Gold's rise to a 1-1/2 month high was boosted by the US dollar index's tumble a day after the US Fed signalled it will stick with a near-zero interest rate policy to support the economy, disappointing traders who had bet on hints of policy tightening.
Analysts said that market participants in droves aggressively bought back short positions that were placed earlier in the week on expectations that a stronger US economy would dampen bullion demand.
"Much of what happened today is a short squeeze. I don't think this is a huge rush of new buyers into gold," said Axel Merk, chief investment officer at Merk Funds, which manages about $400 million of currency mutual-fund assets.
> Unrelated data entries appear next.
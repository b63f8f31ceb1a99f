//! In-memory secret
//!
//! Holds a decrypted credential for the duration of one run. The buffer is
//! wiped on drop and never printed.

use std::fmt;

use zeroize::Zeroizing;

/// Decrypted secret (e.g. an SSH password)
#[derive(Clone, Default)]
pub struct Secret(Zeroizing<String>);

impl Secret {
    pub fn new(value: impl Into<String>) -> Self {
        Self(Zeroizing::new(value.into()))
    }

    /// The empty secret: "no password set"
    pub fn empty() -> Self {
        Self::default()
    }

    pub fn is_empty(&self) -> bool {
        self.0.is_empty()
    }

    /// Borrow the plaintext. Callers must not copy it into logs or events.
    pub fn expose(&self) -> &str {
        self.0.as_str()
    }
}

impl fmt::Debug for Secret {
    fn fmt(&self, f: &mut fmt::Formatter<'_>) -> fmt::Result {
        if self.is_empty() {
            f.write_str("Secret(<empty>)")
        } else {
            f.write_str("Secret(<redacted>)")
        }
    }
}

#[cfg(test)]
mod tests {
    use super::*;

    #[test]
    fn debug_never_shows_plaintext() {
        let secret = Secret::new("hunter2");
        let rendered = format!("{:?}", secret);
        assert!(!rendered.contains("hunter2"));
        assert_eq!(rendered, "Secret(<redacted>)");
    }

    #[test]
    fn empty_secret() {
        assert!(Secret::empty().is_empty());
        assert_eq!(format!("{:?}", Secret::empty()), "Secret(<empty>)");
    }

    #[test]
    fn expose_returns_plaintext() {
        assert_eq!(Secret::new("pw").expose(), "pw");
    }
}
//! Presentation Layer
//!
//! This layer handles:
//! - CLI argument parsing (via clap)
//! - Creating use cases with infrastructure dependencies
//!
//! ## Usage
//!
//! ```ignore
//! use rollout::config::Config;
//! use rollout::presentation::factory;
//!
//! let orchestrator = factory::create_orchestrator(&Config::default());
//! ```

pub mod cli;
pub mod factory;

pub use cli::{Cli, ColorWhen, Commands, TargetArgs};
pub use factory::create_orchestrator;
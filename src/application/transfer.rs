//! Transfer Planner
//!
//! Selects a transfer strategy for the run and executes it, downgrading to
//! the plan's fallback at most once.

use std::sync::Arc;

use tracing::{debug, warn};

use crate::domain::entities::{BuildArtifact, DeploymentDescriptor, TransferPlan};
use crate::domain::ports::{
    DeployEvent, DeployEventSink, LogObserver, RemoteSession, TransferStrategy,
};
use crate::domain::services::{select_strategy, ToolAvailability};
use crate::domain::value_objects::TransferStrategyKind;
use crate::error::{RolloutError, RolloutResult};

/// Transfer use case
pub struct TransferPlanner {
    strategies: Vec<Arc<dyn TransferStrategy>>,
    tools: ToolAvailability,
    prefer_delta: bool,
}

impl TransferPlanner {
    pub fn new(strategies: Vec<Arc<dyn TransferStrategy>>, tools: ToolAvailability) -> Self {
        Self {
            strategies,
            tools,
            prefer_delta: true,
        }
    }

    pub fn with_prefer_delta(mut self, prefer_delta: bool) -> Self {
        self.prefer_delta = prefer_delta;
        self
    }

    fn strategy(&self, kind: TransferStrategyKind) -> Option<&Arc<dyn TransferStrategy>> {
        self.strategies.iter().find(|s| s.kind() == kind)
    }

    /// Choose the strategy and sources for this artifact
    pub fn plan(&self, artifact: &BuildArtifact, descriptor: &DeploymentDescriptor) -> TransferPlan {
        let mut kind = select_strategy(
            self.tools,
            descriptor.server.has_password(),
            self.prefer_delta,
        );
        if self.strategy(kind).is_none() {
            kind = TransferStrategyKind::Archive;
        }
        debug!(strategy = %kind, tools = ?self.tools, "transfer plan");
        TransferPlan::new(kind, artifact.sources())
    }

    /// Run the plan; returns the strategy that placed the artifact
    pub fn execute(
        &self,
        plan: &TransferPlan,
        artifact: &BuildArtifact,
        descriptor: &DeploymentDescriptor,
        session: &mut dyn RemoteSession,
        observer: &dyn LogObserver,
        events: &dyn DeployEventSink,
    ) -> RolloutResult<TransferStrategyKind> {
        let primary = self.attempt(plan, artifact, descriptor, session, observer, events);
        let err = match primary {
            Ok(kind) => return Ok(kind),
            Err(err) => err,
        };

        let Some(fallback) = plan.fallback_plan() else {
            return Err(err);
        };
        warn!(from = %plan.strategy, to = %fallback.strategy, error = %err, "transfer fallback");
        events.on_event(DeployEvent::TransferFallback {
            from: plan.strategy,
            to: fallback.strategy,
            reason: err.to_string(),
        });
        self.attempt(&fallback, artifact, descriptor, session, observer, events)
    }

    fn attempt(
        &self,
        plan: &TransferPlan,
        artifact: &BuildArtifact,
        descriptor: &DeploymentDescriptor,
        session: &mut dyn RemoteSession,
        observer: &dyn LogObserver,
        events: &dyn DeployEventSink,
    ) -> RolloutResult<TransferStrategyKind> {
        let strategy = self
            .strategy(plan.strategy)
            .ok_or_else(|| RolloutError::Transfer {
                strategy: plan.strategy.name(),
                message: "no implementation registered".to_string(),
            })?;

        events.on_event(DeployEvent::TransferStarted {
            strategy: plan.strategy,
        });
        strategy.transfer(artifact, plan, descriptor, session, observer)?;
        events.on_event(DeployEvent::TransferCompleted {
            strategy: plan.strategy,
        });
        Ok(plan.strategy)
    }
}
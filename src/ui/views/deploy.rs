use rollout::DeployReport;

use crate::ui::blocks::summary::ResultSummary;

pub fn render_deploy_summary(
    report: &DeployReport,
    supports_color: bool,
    supports_unicode: bool,
) -> String {
    let mut summary = if report.has_warnings() {
        ResultSummary::partial("Deploy Complete With Warnings")
    } else {
        ResultSummary::success("Deploy Complete")
    };

    summary.add_stat("URL", report.url.as_str());
    summary.add_stat("Transfer", report.strategy.name());
    summary.add_stat(
        "Dependencies",
        if report.installed {
            "installed on host"
        } else {
            "unchanged, install skipped"
        },
    );
    if let Some(fingerprint) = &report.fingerprint {
        summary.add_stat("Lock fingerprint", fingerprint.short());
    }
    summary.add_stat("Elapsed", format_elapsed(report.elapsed.as_millis()));

    for failure in &report.post_command_failures {
        summary.add_warning(format!("post-deploy command failed: {}", failure));
    }
    summary.with_next_step("rollout ps  (or rollout logs) to check the app");

    summary.render(supports_color, supports_unicode)
}

fn format_elapsed(ms: u128) -> String {
    if ms < 1_000 {
        format!("{}ms", ms)
    } else if ms < 60_000 {
        format!("{:.1}s", ms as f64 / 1_000.0)
    } else {
        format!("{}m {}s", ms / 60_000, (ms % 60_000) / 1_000)
    }
}
//! `rollout encrypt`

use std::io::Read;

use anyhow::{bail, Context, Result};
use rollout::presentation::factory::create_cipher;

use super::GlobalFlags;
use crate::ui::json;

pub fn cmd_encrypt(flags: GlobalFlags) -> Result<()> {
    let secret = read_secret(&mut std::io::stdin().lock())?;
    if secret.is_empty() {
        bail!("nothing to encrypt: pipe the password on stdin");
    }

    let ciphertext = create_cipher().encrypt(&secret)?;
    if flags.json {
        json::emit(serde_json::json!({
            "event": "encrypted",
            "command": "encrypt",
            "ciphertext": ciphertext,
        }));
    } else {
        println!("{}", ciphertext);
    }
    Ok(())
}

/// First line of the input without its line ending
pub(crate) fn read_secret(input: &mut impl Read) -> Result<String> {
    let mut raw = String::new();
    input
        .read_to_string(&mut raw)
        .context("could not read the secret from stdin")?;
    Ok(raw.lines().next().unwrap_or_default().to_string())
}
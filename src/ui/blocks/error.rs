use std::path::PathBuf;

use crate::ui::primitives::text::ColoredText;
use crate::ui::widgets::r#box::{Box, BoxStyle};

#[derive(Debug, Clone)]
pub struct ErrorBlock {
    title: String,
    file: Option<PathBuf>,
    message: String,
    fix: Option<String>,
}

impl ErrorBlock {
    pub fn new(title: impl Into<String>, message: impl Into<String>) -> Self {
        Self {
            title: title.into(),
            file: None,
            message: message.into(),
            fix: None,
        }
    }

    pub fn with_file(mut self, file: impl Into<PathBuf>) -> Self {
        self.file = Some(file.into());
        self
    }

    pub fn with_fix(mut self, fix: impl Into<String>) -> Self {
        self.fix = Some(fix.into());
        self
    }

    pub fn render(&self, supports_color: bool, supports_unicode: bool) -> String {
        let title = ColoredText::error(format!("ERROR: {}", self.title))
            .bold()
            .render(supports_color);
        let mut b = Box::with_title(title).style(BoxStyle::Error);

        if let Some(file) = &self.file {
            b.add_line(file.display().to_string());
        }
        b.add_empty();
        b.add_line(self.message.clone());

        if let Some(fix) = &self.fix {
            b.add_empty();
            b.add_line(format!("FIX: {}", fix));
        }

        b.render(supports_color, supports_unicode)
    }
}
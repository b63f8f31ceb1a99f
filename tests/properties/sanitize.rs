//! Property tests for terminal output sanitizing.

use proptest::prelude::*;

use rollout::sanitize;

fn styled_fragment() -> impl Strategy<Value = String> {
    prop_oneof![
        "[ -~]{0,12}",
        Just("\u{1b}[32m".to_string()),
        Just("\u{1b}[0m".to_string()),
        Just("\u{1b}[2K".to_string()),
        Just("\u{1b}[1;33;40m".to_string()),
        Just("\u{1b}]0;title\u{7}".to_string()),
        Just("\r".to_string()),
        Just("\u{9b}31m".to_string()),
    ]
}

proptest! {
    #![proptest_config(ProptestConfig {
        cases: 256,
        .. ProptestConfig::default()
    })]

    /// PROPERTY: sanitized output never contains an escape byte.
    #[test]
    fn property_no_escape_bytes(raw in "(?s).{0,256}") {
        let clean = sanitize(&raw);
        prop_assert!(!clean.contains('\u{1b}'), "sanitized output contains ESC");
        prop_assert!(!clean.contains('\r'));
    }

    /// PROPERTY: styled tool output keeps no control characters except tab.
    #[test]
    fn property_styled_lines_are_clean(parts in proptest::collection::vec(styled_fragment(), 0..16)) {
        let clean = sanitize(&parts.concat());
        prop_assert!(clean.chars().all(|c| !c.is_control() || c == '\t'));
    }

    /// PROPERTY: sanitizing is idempotent.
    #[test]
    fn property_sanitize_idempotent(raw in "(?s).{0,256}") {
        let once = sanitize(&raw);
        prop_assert_eq!(sanitize(&once), once);
    }

    /// PROPERTY: plain printable text passes through unchanged.
    #[test]
    fn property_plain_text_unchanged(raw in "[ -~]{0,128}") {
        prop_assert_eq!(sanitize(&raw), raw);
    }
}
Spot gold was up 2.7 per cent at $1,311.60 an ounce by 1:17 pm EDT (1717 GMT), having earlier hit $1,315.49, a four-week high.
Technical buying also helped lift prices on Thursday as the rally sent gold above tough resistance at $1,285, near a key Fibonacci retracement as well as its 50- and 100-day moving averages, analysts said.
US COMEX gold futures for August delivery gained $40 to $1,312.70 an ounce, with trading volume on track to finish sharply above its 30-day average, preliminary Reuters data showed.
Gold extended the previous session's gain as the Fed said in a statement after a two-day policy meeting that it had cut its US growth forecast for 2014 to a range of between 2.1 per cent and 2.3 per cent from 2.9 per cent.
Silver gained 3.6 per cent to $20.58 an ounce, having earlier hit $20.81, a three-month high. It was on track for its biggest one-day gain in four months.
Platinum rose 1.7 per cent to $1,468.30 an ounce and palladium was up by 1.6 per cent at $835.72 an ounce. Both were trading near one-week highs as a mining strike in major producer South Africa looked set to drag on.
South African platinum union AMCU has made "unaffordable" new demands beyond a deal struck with producers last week, mining companies said on Wednesday, dashing hopes of an end to the country's longest and costliest mining strike.